Jean-Pierre Lefebvre, Le Quartier Latin, vol. 52, no 7, 1969.
Le cinéma d'aujourd'hui est à l'image du monde : un immense grain de maïs, un stroboscope à faire éclater le temps d'être, une explosion d'images extrêmes faites d'effets visuels onéreux. Image du stress excessif d'une civilisation hantée par l'accélération constante de ses conquêtes de la nature et de la culture, le cinéma commercial, mise sur la projection de sensations fortes pour hypnotiser les foules et augmenter les avoirs de ses producteurs. Plus le budget est gros, plus le film sera spectaculaire, plus le divertissement sera grand et plus le film sera évanescent.

En marge de ce cinéma spectaculaire et commercial, celui de Jean-Pierre Lefebvre est à l'image de l'homme en quête d'une identité authentique. Son authenticité se manifeste d'abord sur le plan esthétique. Maître de la caméra et du contenu de la pellicule, photographe exceptionnel dont l'oeil sensible sait saisir la poésie des personnages et des paysages, architecte précis des plans et séquences et sculpteur de leurs lumières, Lefebvre se distingue par sa conscience du temps et de l'espace. Contrairement au cinéastes et aux publicitaires d'aujourd'hui qui, rendant souvent leurs oeuvres paraplégiques en ayant recours à de multiples découpages des plans sous prétexte de garder l'attention des spectateurs, Lefebvre, conscient du temps qu'il faut prendre pour avoir le temps d'être un être humain à plein temps, accorde à la longue durée de ses séquences le pouvoir d'inscrire dans la conscience du spectateur une empreinte profonde et durable. Jamais à la mode mais jamais démodée, son esthétique, empreinte d'autant de rigueur dans le scénario que de spontanéité sur le terrain, est fondée sur l'équivoque, riche en métaphores et en analogies qui ouvrent grandes les portes de l'imaginaire.

Si le génie d'un artiste réside dans son style, celui de Lefebvre réside dans son regard métaphysique sur les choses et les hommes. Rarement ce mot, métaphysique (non commercial à souhait), se retrouvera-t-il dans la bouche d'un spectateur à sa sortie d'une salle de cinéma. Métaphysique, le cinéma de Lefebvre est une quête de sens : à travers les apparences des images et des mots qu'il donne à voir et à écouter, il recherche l'essence des choses. Voir vraiment un film, c'est en saisir le sens profond, la substance, l'idée ou la vision. Lefebvre, possède l'art de faire transparaître l'esprit des choses et des hommes. Chez lui, les images et les mots sont des prétextes concrets au-delà desquels réside, en transparence ou en sous-texte, le véritable message : l'idée. N'a-t-il pas écrit dans Les cahiers du cinéma, 200-201? : « Le long métrage appartient au monde des idées et des idéologies. Idées à créer, à renforcer, à contester, à détruire ou à élucider ».

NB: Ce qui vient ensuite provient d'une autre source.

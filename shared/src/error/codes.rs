//! Unified error codes for the admin backend
//!
//! Error codes are shared between the server and its API clients and are
//! organized by category:
//! - 0xxx: General errors
//! - 1xxx: Authentication errors
//! - 2xxx: Permission errors
//! - 3xxx: Category errors
//! - 4xxx: Dish errors
//! - 5xxx: Set-meal errors
//! - 8xxx: Employee errors
//! - 9xxx: System errors

use serde::{Deserialize, Serialize};
use std::fmt;

/// Unified error code enum
///
/// All error codes are represented as u16 values for efficient serialization
/// and cross-language compatibility (Rust, TypeScript, etc.)
#[derive(Debug, Clone, Copy, PartialEq, Eq, Hash, Serialize, Deserialize)]
#[serde(into = "u16", try_from = "u16")]
#[repr(u16)]
pub enum ErrorCode {
    // ==================== 0xxx: General ====================
    /// Operation completed successfully
    Success = 0,
    /// Unknown error
    Unknown = 1,
    /// Validation failed
    ValidationFailed = 2,
    /// Resource not found
    NotFound = 3,
    /// Resource already exists
    AlreadyExists = 4,
    /// Invalid request
    InvalidRequest = 5,

    // ==================== 1xxx: Auth ====================
    /// User is not authenticated
    NotAuthenticated = 1001,
    /// No account exists for the given username
    AccountNotFound = 1002,
    /// Account is disabled
    AccountDisabled = 1003,
    /// Password comparison failed
    PasswordMismatch = 1004,
    /// Token has expired
    TokenExpired = 1005,
    /// Token is invalid
    TokenInvalid = 1006,

    // ==================== 2xxx: Permission ====================
    /// Permission denied
    PermissionDenied = 2001,

    // ==================== 3xxx: Category ====================
    /// Category not found
    CategoryNotFound = 3001,
    /// Category name already exists
    CategoryNameExists = 3002,
    /// Category is referenced by dishes
    CategoryHasDishes = 3003,
    /// Category is referenced by set-meals
    CategoryHasSetmeals = 3004,

    // ==================== 4xxx: Dish ====================
    /// Dish not found
    DishNotFound = 4001,
    /// Dish name already exists
    DishNameExists = 4002,
    /// Dish is on sale
    DishOnSale = 4003,
    /// Dish is bundled into a set-meal
    DishInSetmeal = 4004,

    // ==================== 5xxx: Set-meal ====================
    /// Set-meal not found
    SetmealNotFound = 5001,
    /// Set-meal name already exists
    SetmealNameExists = 5002,
    /// Set-meal is on sale
    SetmealOnSale = 5003,
    /// Set-meal bundles a disabled dish
    SetmealHasDisabledDish = 5004,

    // ==================== 8xxx: Employee ====================
    /// Employee not found
    EmployeeNotFound = 8001,
    /// Employee username already exists
    EmployeeUsernameExists = 8002,

    // ==================== 9xxx: System ====================
    /// Internal server error
    InternalError = 9001,
    /// Database error
    DatabaseError = 9002,
    /// Configuration error
    ConfigError = 9005,
}

impl ErrorCode {
    /// Get the numeric code value
    #[inline]
    pub const fn code(&self) -> u16 {
        *self as u16
    }

    /// Check if this is a success code
    #[inline]
    pub const fn is_success(&self) -> bool {
        matches!(self, ErrorCode::Success)
    }

    /// Get the developer-facing English message for this error code
    pub const fn message(&self) -> &'static str {
        match self {
            // General
            ErrorCode::Success => "Operation completed successfully",
            ErrorCode::Unknown => "An unknown error occurred",
            ErrorCode::ValidationFailed => "Validation failed",
            ErrorCode::NotFound => "Resource not found",
            ErrorCode::AlreadyExists => "Resource already exists",
            ErrorCode::InvalidRequest => "Invalid request",

            // Auth
            ErrorCode::NotAuthenticated => "User is not authenticated",
            ErrorCode::AccountNotFound => "Account not found",
            ErrorCode::AccountDisabled => "Account is disabled",
            ErrorCode::PasswordMismatch => "Password mismatch",
            ErrorCode::TokenExpired => "Authentication token has expired",
            ErrorCode::TokenInvalid => "Authentication token is invalid",

            // Permission
            ErrorCode::PermissionDenied => "Permission denied",

            // Category
            ErrorCode::CategoryNotFound => "Category not found",
            ErrorCode::CategoryNameExists => "Category name already exists",
            ErrorCode::CategoryHasDishes => "Category is referenced by dishes and cannot be deleted",
            ErrorCode::CategoryHasSetmeals => {
                "Category is referenced by set-meals and cannot be deleted"
            }

            // Dish
            ErrorCode::DishNotFound => "Dish not found",
            ErrorCode::DishNameExists => "Dish name already exists",
            ErrorCode::DishOnSale => "Dish is on sale and cannot be deleted",
            ErrorCode::DishInSetmeal => "Dish is bundled into a set-meal and cannot be deleted",

            // Set-meal
            ErrorCode::SetmealNotFound => "Set-meal not found",
            ErrorCode::SetmealNameExists => "Set-meal name already exists",
            ErrorCode::SetmealOnSale => "Set-meal is on sale and cannot be deleted",
            ErrorCode::SetmealHasDisabledDish => {
                "Set-meal bundles a disabled dish and cannot be enabled"
            }

            // Employee
            ErrorCode::EmployeeNotFound => "Employee not found",
            ErrorCode::EmployeeUsernameExists => "Employee username already exists",

            // System
            ErrorCode::InternalError => "Internal server error",
            ErrorCode::DatabaseError => "Database error",
            ErrorCode::ConfigError => "Configuration error",
        }
    }
}

impl From<ErrorCode> for u16 {
    #[inline]
    fn from(code: ErrorCode) -> Self {
        code.code()
    }
}

/// Error when converting from an invalid u16 to ErrorCode
#[derive(Debug, Clone, Copy, PartialEq, Eq)]
pub struct InvalidErrorCode(pub u16);

impl fmt::Display for InvalidErrorCode {
    fn fmt(&self, f: &mut fmt::Formatter<'_>) -> fmt::Result {
        write!(f, "invalid error code: {}", self.0)
    }
}

impl std::error::Error for InvalidErrorCode {}

impl TryFrom<u16> for ErrorCode {
    type Error = InvalidErrorCode;

    fn try_from(value: u16) -> Result<Self, Self::Error> {
        match value {
            // General
            0 => Ok(ErrorCode::Success),
            1 => Ok(ErrorCode::Unknown),
            2 => Ok(ErrorCode::ValidationFailed),
            3 => Ok(ErrorCode::NotFound),
            4 => Ok(ErrorCode::AlreadyExists),
            5 => Ok(ErrorCode::InvalidRequest),

            // Auth
            1001 => Ok(ErrorCode::NotAuthenticated),
            1002 => Ok(ErrorCode::AccountNotFound),
            1003 => Ok(ErrorCode::AccountDisabled),
            1004 => Ok(ErrorCode::PasswordMismatch),
            1005 => Ok(ErrorCode::TokenExpired),
            1006 => Ok(ErrorCode::TokenInvalid),

            // Permission
            2001 => Ok(ErrorCode::PermissionDenied),

            // Category
            3001 => Ok(ErrorCode::CategoryNotFound),
            3002 => Ok(ErrorCode::CategoryNameExists),
            3003 => Ok(ErrorCode::CategoryHasDishes),
            3004 => Ok(ErrorCode::CategoryHasSetmeals),

            // Dish
            4001 => Ok(ErrorCode::DishNotFound),
            4002 => Ok(ErrorCode::DishNameExists),
            4003 => Ok(ErrorCode::DishOnSale),
            4004 => Ok(ErrorCode::DishInSetmeal),

            // Set-meal
            5001 => Ok(ErrorCode::SetmealNotFound),
            5002 => Ok(ErrorCode::SetmealNameExists),
            5003 => Ok(ErrorCode::SetmealOnSale),
            5004 => Ok(ErrorCode::SetmealHasDisabledDish),

            // Employee
            8001 => Ok(ErrorCode::EmployeeNotFound),
            8002 => Ok(ErrorCode::EmployeeUsernameExists),

            // System
            9001 => Ok(ErrorCode::InternalError),
            9002 => Ok(ErrorCode::DatabaseError),
            9005 => Ok(ErrorCode::ConfigError),

            _ => Err(InvalidErrorCode(value)),
        }
    }
}

impl fmt::Display for ErrorCode {
    fn fmt(&self, f: &mut fmt::Formatter<'_>) -> fmt::Result {
        write!(f, "{}", self.code())
    }
}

Indomptable et intègre dans ses choix idéologiques, Lefebvre a toujours exprimé son identité d'une manière singulière. La dimension critique qui caractérise son cinéma s'appuie sur une éthique véhiculant un système de valeurs qui en font un humaniste. Lefebvre nous porte à méditer sur le beau, le bien et le vrai, les trois idées ou valeurs fondamentales de la philosophie de Platon. Serait-il un idéaliste? Cependant, son discours est une critique de la réalité quand il aborde les trois autres grands thèmes qui traversent son oeuvre cinématographique : l'amour (le couple, la famille, les relations intergénérationnelles), la liberté (solitude et solidarité), la mort (clonage des consommateurs d'images par la télévision et la publicité). Les longs métrages de Lefebvre sont de longs poèmes propices à la méditation sur le destin de l'être humain. Avertissements plutôt que divertissements, réflexions sur les choses de la vie plutôt que reflets de ce monde, ses films sont denses et intenses. L'essentiel de l'action s'y passe en dedans. Le véritable spectacle y est celui de la vie intérieure des personnages en train de devenir conscients d'eux-mêmes, de leurs relations avec les autres et des valeurs humaines qui définissent leurs manières d'être. Ce qui m'impressionne le plus dans les films de Lefebvre, c'est tout ce qui n'y apparaît pas mais y transparaît : l'invisible, l'inaudible et l'indicible.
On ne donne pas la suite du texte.